Your task
Provide again, from the entries below, every line from the one containing "let Some(path) = self.config.obstacle_file.clone()" through the one containing "pub fn enemies(&self)", exactly as written, and no other line.

Given data
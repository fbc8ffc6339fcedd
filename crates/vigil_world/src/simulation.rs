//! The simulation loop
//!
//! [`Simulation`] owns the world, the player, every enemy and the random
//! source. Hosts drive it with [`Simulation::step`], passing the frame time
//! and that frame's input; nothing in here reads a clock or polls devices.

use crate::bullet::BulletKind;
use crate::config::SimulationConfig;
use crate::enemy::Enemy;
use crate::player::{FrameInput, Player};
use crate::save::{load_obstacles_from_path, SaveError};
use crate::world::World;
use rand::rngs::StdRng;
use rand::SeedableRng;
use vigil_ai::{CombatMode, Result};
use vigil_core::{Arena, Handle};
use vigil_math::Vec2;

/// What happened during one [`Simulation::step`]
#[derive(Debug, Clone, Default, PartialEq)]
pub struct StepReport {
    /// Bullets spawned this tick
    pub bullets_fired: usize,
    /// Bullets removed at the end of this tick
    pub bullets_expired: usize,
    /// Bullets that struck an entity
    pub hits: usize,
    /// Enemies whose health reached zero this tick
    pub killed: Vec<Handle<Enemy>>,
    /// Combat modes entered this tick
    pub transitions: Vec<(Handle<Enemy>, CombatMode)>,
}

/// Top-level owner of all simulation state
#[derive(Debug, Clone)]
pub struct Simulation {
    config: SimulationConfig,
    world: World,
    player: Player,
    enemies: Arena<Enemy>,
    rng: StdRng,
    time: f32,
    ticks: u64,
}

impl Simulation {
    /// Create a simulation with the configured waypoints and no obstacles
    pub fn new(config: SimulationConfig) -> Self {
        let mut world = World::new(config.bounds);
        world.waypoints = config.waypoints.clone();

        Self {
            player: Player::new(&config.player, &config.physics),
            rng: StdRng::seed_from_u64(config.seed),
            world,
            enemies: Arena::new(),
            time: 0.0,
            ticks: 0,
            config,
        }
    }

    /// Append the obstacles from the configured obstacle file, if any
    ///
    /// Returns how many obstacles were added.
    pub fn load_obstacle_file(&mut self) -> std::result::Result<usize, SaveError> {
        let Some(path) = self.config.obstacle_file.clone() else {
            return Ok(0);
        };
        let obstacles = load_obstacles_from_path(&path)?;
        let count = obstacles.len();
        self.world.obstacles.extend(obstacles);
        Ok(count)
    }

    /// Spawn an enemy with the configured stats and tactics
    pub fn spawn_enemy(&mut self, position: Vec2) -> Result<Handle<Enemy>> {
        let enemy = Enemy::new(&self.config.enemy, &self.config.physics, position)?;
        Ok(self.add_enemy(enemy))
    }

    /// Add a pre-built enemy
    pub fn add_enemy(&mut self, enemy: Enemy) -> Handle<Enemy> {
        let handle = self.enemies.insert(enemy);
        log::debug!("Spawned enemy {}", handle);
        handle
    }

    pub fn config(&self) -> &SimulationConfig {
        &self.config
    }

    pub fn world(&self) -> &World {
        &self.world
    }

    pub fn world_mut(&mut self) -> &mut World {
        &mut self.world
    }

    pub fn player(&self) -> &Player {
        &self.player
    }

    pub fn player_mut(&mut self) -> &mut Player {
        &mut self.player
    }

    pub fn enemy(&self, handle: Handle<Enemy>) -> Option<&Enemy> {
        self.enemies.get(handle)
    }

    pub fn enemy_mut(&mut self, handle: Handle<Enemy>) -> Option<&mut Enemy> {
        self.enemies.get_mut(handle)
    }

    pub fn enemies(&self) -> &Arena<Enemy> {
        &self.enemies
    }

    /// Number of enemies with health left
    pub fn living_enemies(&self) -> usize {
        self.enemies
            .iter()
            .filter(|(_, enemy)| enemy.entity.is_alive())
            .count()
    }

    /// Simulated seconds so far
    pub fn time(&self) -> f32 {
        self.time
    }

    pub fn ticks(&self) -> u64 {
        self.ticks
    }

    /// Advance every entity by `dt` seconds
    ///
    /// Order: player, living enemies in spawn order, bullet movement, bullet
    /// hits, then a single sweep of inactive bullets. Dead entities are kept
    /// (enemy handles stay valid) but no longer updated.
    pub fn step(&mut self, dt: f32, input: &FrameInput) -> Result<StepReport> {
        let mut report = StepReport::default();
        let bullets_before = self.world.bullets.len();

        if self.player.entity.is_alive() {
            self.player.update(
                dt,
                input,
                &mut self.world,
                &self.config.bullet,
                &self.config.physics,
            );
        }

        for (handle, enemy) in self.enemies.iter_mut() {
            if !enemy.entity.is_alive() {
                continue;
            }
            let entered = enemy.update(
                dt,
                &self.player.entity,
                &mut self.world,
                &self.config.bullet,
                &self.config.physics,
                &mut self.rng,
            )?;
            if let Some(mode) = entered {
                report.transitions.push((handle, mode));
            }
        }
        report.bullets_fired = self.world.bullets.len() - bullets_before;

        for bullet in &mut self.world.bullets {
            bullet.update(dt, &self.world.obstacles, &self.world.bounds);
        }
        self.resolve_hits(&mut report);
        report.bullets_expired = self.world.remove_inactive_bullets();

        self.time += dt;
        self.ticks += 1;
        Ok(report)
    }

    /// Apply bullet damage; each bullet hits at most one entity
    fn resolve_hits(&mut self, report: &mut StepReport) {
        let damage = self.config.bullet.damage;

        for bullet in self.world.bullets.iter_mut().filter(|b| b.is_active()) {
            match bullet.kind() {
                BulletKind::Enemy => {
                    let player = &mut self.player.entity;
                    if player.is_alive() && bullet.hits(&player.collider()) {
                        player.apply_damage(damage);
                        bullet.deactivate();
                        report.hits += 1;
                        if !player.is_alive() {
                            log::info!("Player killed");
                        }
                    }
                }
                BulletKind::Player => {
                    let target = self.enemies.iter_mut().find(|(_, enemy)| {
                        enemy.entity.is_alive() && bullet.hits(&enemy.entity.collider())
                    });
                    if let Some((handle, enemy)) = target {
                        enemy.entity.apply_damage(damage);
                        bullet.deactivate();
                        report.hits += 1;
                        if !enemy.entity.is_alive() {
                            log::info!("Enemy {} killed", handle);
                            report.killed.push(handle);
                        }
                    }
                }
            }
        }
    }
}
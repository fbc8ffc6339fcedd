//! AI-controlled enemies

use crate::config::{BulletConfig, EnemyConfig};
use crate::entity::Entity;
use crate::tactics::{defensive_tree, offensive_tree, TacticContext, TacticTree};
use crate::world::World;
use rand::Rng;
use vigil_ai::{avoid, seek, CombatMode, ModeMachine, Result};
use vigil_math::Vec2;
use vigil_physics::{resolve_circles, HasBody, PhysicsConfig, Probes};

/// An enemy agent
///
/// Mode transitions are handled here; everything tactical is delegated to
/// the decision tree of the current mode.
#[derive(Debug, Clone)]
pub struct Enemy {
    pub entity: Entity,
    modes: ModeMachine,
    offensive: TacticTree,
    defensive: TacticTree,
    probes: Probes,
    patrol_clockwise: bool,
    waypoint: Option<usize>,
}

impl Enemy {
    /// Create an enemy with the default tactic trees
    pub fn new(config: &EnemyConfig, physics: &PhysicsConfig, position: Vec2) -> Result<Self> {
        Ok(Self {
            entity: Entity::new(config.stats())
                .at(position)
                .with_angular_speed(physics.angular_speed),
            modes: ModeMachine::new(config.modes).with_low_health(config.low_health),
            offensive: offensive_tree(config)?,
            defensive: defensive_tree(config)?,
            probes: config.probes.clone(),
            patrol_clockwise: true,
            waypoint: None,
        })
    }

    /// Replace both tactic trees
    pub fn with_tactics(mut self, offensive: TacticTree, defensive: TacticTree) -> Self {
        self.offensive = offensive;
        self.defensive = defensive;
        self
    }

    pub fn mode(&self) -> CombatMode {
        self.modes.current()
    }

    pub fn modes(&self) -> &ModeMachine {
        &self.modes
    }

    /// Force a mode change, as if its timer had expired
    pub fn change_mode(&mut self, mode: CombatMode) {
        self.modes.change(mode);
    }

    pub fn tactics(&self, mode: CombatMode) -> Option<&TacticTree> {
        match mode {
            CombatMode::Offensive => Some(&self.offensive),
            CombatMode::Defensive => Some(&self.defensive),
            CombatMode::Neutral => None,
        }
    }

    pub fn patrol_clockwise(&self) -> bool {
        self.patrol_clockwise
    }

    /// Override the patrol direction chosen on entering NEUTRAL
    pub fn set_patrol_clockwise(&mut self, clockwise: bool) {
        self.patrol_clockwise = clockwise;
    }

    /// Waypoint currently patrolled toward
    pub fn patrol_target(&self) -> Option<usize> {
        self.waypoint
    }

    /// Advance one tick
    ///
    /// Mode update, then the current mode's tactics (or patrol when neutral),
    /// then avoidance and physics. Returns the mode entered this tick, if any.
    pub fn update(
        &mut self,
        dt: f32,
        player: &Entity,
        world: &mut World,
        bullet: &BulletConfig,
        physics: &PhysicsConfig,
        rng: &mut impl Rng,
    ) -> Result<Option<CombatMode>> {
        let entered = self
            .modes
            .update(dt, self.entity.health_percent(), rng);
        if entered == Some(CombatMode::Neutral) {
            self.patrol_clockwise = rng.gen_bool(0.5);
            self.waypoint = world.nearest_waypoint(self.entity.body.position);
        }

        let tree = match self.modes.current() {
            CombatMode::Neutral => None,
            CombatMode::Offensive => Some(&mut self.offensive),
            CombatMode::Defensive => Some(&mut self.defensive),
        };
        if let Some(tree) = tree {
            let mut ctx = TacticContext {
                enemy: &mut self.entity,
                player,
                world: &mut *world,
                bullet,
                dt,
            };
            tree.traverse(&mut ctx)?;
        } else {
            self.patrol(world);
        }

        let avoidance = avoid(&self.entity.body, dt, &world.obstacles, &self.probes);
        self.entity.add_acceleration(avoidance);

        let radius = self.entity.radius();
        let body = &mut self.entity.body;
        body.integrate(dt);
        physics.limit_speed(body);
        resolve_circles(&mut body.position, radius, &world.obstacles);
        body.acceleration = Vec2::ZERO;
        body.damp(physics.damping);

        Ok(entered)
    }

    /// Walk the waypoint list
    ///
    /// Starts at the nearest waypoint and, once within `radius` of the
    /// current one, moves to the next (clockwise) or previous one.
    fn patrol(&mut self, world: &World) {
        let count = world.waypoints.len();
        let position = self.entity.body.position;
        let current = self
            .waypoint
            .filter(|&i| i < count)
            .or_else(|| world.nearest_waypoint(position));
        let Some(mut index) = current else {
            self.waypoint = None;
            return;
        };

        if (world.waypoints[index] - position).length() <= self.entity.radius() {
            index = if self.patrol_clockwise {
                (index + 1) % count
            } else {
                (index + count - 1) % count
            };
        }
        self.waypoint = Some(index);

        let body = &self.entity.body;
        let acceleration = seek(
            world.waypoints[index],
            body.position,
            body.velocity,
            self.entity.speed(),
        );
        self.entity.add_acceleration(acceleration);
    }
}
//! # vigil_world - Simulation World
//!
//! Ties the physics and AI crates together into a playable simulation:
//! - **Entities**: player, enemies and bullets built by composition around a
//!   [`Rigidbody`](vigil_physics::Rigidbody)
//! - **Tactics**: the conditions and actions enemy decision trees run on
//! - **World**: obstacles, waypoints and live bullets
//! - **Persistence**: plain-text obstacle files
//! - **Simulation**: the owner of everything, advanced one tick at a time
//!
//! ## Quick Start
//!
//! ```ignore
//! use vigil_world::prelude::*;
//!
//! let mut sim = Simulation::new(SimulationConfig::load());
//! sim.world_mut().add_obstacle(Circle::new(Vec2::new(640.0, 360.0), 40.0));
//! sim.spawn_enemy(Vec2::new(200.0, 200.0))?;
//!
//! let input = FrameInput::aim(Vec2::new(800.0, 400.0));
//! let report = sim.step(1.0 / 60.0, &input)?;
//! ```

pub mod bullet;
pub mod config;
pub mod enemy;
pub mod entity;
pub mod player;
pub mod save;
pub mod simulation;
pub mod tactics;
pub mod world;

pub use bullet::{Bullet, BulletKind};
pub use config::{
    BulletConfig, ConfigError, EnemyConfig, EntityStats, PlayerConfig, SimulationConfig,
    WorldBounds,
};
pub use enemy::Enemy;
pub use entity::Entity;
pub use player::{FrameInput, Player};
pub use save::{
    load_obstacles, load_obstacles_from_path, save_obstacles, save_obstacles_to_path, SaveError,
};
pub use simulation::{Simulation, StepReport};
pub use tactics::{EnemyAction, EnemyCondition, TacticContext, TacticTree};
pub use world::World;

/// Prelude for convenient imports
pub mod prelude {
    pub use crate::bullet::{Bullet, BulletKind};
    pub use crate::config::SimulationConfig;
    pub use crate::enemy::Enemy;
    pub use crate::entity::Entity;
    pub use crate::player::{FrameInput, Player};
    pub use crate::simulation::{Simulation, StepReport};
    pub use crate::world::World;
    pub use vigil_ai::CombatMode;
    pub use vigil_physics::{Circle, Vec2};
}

Reply
        let Some(path) = self.config.obstacle_file.clone() else {
            return Ok(0);
        };
        let obstacles = load_obstacles_from_path(&path)?;
        let count = obstacles.len();
        self.world.obstacles.extend(obstacles);
        Ok(count)
    }

    /// Spawn an enemy with the configured stats and tactics
    pub fn spawn_enemy(&mut self, position: Vec2) -> Result<Handle<Enemy>> {
        let enemy = Enemy::new(&self.config.enemy, &self.config.physics, position)?;
        Ok(self.add_enemy(enemy))
    }

    /// Add a pre-built enemy
    pub fn add_enemy(&mut self, enemy: Enemy) -> Handle<Enemy> {
        let handle = self.enemies.insert(enemy);
        log::debug!("Spawned enemy {}", handle);
        handle
    }

    pub fn config(&self) -> &SimulationConfig {
        &self.config
    }

    pub fn world(&self) -> &World {
        &self.world
    }

    pub fn world_mut(&mut self) -> &mut World {
        &mut self.world
    }

    pub fn player(&self) -> &Player {
        &self.player
    }

    pub fn player_mut(&mut self) -> &mut Player {
        &mut self.player
    }

    pub fn enemy(&self, handle: Handle<Enemy>) -> Option<&Enemy> {
        self.enemies.get(handle)
    }

    pub fn enemy_mut(&mut self, handle: Handle<Enemy>) -> Option<&mut Enemy> {
        self.enemies.get_mut(handle)
    }

    pub fn enemies(&self) -> &Arena<Enemy> {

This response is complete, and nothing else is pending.